> [YOUR INSTRUCTIONS]
The answer should consist solely of the lines from the first one below through the line containing "the project untouched.", copied exactly.

> [SOURCE MATERIAL]
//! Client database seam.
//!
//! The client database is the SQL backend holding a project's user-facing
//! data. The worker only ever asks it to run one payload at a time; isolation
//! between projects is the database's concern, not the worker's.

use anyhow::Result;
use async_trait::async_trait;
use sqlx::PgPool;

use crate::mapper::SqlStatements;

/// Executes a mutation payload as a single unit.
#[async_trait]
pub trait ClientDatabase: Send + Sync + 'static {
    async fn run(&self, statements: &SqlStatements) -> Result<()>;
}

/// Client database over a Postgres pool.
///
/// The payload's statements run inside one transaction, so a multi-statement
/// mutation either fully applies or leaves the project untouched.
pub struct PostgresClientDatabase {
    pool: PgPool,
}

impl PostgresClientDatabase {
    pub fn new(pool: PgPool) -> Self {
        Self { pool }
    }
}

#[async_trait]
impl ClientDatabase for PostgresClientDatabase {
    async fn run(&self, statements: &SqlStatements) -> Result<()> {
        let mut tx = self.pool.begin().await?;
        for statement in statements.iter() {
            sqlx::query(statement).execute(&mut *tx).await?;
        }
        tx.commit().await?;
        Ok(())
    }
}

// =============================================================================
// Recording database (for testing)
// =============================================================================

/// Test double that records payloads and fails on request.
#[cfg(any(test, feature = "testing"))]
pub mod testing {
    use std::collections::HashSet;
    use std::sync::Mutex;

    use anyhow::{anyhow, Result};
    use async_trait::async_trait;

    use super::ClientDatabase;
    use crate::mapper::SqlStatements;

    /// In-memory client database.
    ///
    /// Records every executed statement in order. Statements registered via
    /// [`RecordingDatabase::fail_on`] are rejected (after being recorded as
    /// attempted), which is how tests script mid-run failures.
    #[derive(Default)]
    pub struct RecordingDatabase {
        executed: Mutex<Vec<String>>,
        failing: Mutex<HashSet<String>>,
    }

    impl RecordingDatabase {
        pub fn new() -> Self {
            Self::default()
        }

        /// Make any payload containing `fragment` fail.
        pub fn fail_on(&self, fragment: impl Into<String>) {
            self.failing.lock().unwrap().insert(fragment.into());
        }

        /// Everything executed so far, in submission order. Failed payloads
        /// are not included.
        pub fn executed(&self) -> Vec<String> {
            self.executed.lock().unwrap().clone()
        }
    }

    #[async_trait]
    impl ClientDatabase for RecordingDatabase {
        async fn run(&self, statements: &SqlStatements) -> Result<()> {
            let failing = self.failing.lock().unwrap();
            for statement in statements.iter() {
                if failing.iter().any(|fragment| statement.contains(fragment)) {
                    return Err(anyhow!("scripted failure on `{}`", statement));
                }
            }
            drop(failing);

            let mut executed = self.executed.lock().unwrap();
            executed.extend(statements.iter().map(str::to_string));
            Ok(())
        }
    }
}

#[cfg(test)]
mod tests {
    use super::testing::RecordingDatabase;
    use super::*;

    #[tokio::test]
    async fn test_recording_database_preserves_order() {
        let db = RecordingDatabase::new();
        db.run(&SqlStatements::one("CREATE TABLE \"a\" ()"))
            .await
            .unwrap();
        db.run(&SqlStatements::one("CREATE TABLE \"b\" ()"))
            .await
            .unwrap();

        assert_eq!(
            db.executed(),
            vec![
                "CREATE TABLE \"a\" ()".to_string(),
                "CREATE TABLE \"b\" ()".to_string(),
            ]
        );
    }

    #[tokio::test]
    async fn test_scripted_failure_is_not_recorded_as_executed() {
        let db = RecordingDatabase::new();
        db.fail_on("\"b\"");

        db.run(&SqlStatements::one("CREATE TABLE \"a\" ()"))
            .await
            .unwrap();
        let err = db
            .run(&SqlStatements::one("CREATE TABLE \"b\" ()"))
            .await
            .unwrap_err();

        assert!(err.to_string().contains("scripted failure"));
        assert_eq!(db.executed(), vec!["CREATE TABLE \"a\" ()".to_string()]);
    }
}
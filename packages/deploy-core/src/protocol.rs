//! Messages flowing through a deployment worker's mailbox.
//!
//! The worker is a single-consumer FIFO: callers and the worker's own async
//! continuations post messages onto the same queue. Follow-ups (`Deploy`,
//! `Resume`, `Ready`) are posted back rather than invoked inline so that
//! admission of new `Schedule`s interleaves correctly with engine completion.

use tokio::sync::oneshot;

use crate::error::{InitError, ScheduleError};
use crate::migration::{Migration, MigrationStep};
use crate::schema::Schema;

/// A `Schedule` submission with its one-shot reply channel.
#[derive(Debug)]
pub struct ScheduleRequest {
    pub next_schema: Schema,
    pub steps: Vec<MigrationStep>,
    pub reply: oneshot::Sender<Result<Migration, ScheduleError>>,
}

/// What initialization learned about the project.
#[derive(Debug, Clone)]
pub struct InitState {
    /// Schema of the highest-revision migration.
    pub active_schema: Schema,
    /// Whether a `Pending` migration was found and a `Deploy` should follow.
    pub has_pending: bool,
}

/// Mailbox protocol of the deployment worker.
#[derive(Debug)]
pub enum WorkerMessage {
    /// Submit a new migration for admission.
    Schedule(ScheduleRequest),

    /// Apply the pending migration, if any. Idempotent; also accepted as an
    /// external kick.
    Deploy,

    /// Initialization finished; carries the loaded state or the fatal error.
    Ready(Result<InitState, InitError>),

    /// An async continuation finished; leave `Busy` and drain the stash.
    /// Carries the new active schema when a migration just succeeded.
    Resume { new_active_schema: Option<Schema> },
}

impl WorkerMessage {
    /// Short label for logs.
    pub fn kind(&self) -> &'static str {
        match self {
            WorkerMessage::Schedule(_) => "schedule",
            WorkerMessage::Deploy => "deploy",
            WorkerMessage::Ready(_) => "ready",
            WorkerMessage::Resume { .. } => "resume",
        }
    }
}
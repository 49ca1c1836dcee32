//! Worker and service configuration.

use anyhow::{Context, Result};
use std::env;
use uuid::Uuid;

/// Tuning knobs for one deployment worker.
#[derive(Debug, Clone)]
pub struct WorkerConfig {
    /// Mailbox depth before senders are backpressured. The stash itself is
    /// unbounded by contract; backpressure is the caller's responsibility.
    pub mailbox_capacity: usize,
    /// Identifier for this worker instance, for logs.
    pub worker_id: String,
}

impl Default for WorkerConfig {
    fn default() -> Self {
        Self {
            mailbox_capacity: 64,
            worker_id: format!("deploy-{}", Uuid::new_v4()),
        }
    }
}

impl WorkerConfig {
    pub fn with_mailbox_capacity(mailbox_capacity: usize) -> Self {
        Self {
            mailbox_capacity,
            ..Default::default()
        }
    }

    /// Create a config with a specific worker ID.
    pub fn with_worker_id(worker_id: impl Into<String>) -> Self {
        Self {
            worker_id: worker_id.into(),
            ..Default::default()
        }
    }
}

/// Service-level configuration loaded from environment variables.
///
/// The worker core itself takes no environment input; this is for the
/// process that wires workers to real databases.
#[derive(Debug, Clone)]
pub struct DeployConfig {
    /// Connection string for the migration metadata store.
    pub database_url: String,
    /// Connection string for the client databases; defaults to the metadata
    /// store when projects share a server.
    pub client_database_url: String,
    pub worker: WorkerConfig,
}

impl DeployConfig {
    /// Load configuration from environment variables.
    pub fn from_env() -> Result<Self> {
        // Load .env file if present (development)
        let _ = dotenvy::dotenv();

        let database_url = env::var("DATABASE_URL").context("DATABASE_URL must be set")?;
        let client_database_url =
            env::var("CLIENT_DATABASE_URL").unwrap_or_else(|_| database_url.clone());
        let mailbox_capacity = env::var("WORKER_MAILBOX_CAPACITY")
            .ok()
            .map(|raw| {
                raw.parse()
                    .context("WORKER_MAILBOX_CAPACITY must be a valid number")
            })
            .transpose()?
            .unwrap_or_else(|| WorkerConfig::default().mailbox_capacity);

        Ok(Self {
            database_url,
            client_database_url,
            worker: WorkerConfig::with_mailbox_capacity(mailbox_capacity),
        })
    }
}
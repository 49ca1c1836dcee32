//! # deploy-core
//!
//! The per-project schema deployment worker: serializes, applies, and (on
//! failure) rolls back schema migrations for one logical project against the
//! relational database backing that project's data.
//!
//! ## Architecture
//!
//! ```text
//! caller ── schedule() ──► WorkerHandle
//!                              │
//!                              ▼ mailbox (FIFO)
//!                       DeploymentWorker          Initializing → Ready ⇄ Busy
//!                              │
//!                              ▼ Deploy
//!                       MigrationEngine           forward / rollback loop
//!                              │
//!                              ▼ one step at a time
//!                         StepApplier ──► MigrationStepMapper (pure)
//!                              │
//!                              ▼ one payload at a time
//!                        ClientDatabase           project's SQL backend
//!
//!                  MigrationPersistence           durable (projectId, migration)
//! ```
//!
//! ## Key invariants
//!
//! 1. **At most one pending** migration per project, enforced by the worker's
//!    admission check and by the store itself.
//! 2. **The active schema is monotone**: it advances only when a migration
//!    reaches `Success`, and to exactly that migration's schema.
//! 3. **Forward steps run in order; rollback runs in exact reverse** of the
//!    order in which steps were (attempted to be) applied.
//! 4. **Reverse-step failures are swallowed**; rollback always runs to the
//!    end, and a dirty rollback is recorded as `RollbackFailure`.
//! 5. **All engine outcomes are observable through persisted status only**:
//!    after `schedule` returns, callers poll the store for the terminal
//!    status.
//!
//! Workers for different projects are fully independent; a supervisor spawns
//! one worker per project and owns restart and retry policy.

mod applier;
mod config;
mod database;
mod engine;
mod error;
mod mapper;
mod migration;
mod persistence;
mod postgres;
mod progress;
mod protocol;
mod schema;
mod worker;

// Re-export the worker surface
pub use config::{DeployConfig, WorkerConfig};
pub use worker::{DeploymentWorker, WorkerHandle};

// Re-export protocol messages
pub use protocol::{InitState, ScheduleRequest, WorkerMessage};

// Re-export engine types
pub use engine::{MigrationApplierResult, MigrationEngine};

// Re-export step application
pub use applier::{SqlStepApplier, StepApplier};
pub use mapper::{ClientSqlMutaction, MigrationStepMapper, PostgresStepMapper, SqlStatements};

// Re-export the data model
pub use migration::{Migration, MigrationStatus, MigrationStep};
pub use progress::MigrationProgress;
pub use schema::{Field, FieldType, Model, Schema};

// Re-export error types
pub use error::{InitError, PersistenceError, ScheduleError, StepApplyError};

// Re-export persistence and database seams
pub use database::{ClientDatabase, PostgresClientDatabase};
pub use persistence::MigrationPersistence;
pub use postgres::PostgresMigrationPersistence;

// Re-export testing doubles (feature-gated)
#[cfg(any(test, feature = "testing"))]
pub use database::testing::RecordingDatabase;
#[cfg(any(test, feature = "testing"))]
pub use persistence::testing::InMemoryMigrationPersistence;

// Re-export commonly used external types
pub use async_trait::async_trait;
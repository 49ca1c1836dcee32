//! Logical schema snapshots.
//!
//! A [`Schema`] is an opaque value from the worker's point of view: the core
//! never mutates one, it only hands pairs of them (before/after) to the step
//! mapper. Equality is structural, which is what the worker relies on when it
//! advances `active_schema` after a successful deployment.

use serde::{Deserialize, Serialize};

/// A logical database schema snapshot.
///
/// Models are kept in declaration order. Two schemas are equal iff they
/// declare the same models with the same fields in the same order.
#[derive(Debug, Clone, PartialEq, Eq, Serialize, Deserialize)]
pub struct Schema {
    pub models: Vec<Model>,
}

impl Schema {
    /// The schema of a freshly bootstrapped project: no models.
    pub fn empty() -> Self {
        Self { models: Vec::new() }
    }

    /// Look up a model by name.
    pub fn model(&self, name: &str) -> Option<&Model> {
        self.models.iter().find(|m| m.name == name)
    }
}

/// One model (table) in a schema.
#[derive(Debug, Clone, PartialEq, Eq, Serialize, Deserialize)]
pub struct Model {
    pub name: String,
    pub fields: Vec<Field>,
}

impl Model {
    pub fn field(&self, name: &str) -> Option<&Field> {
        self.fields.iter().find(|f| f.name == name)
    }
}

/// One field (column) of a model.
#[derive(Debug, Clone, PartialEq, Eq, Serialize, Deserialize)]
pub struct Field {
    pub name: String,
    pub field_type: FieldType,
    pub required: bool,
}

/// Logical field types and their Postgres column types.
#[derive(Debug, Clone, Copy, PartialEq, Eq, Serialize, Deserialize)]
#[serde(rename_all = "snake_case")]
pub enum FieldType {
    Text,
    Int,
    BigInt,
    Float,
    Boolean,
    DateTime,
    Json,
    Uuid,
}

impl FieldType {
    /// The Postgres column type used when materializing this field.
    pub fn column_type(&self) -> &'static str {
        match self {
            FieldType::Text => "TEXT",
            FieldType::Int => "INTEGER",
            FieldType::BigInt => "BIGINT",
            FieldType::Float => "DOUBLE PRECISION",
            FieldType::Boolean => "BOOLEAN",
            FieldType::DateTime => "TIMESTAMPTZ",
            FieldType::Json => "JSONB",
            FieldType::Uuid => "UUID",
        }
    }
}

> [EXERCISE OUTPUT]
//! Client database seam.
//!
//! The client database is the SQL backend holding a project's user-facing
//! data. The worker only ever asks it to run one payload at a time; isolation
//! between projects is the database's concern, not the worker's.

use anyhow::Result;
use async_trait::async_trait;
use sqlx::PgPool;

use crate::mapper::SqlStatements;

/// Executes a mutation payload as a single unit.
#[async_trait]
pub trait ClientDatabase: Send + Sync + 'static {
    async fn run(&self, statements: &SqlStatements) -> Result<()>;
}

/// Client database over a Postgres pool.
///
/// The payload's statements run inside one transaction, so a multi-statement
/// mutation either fully applies or leaves the project untouched.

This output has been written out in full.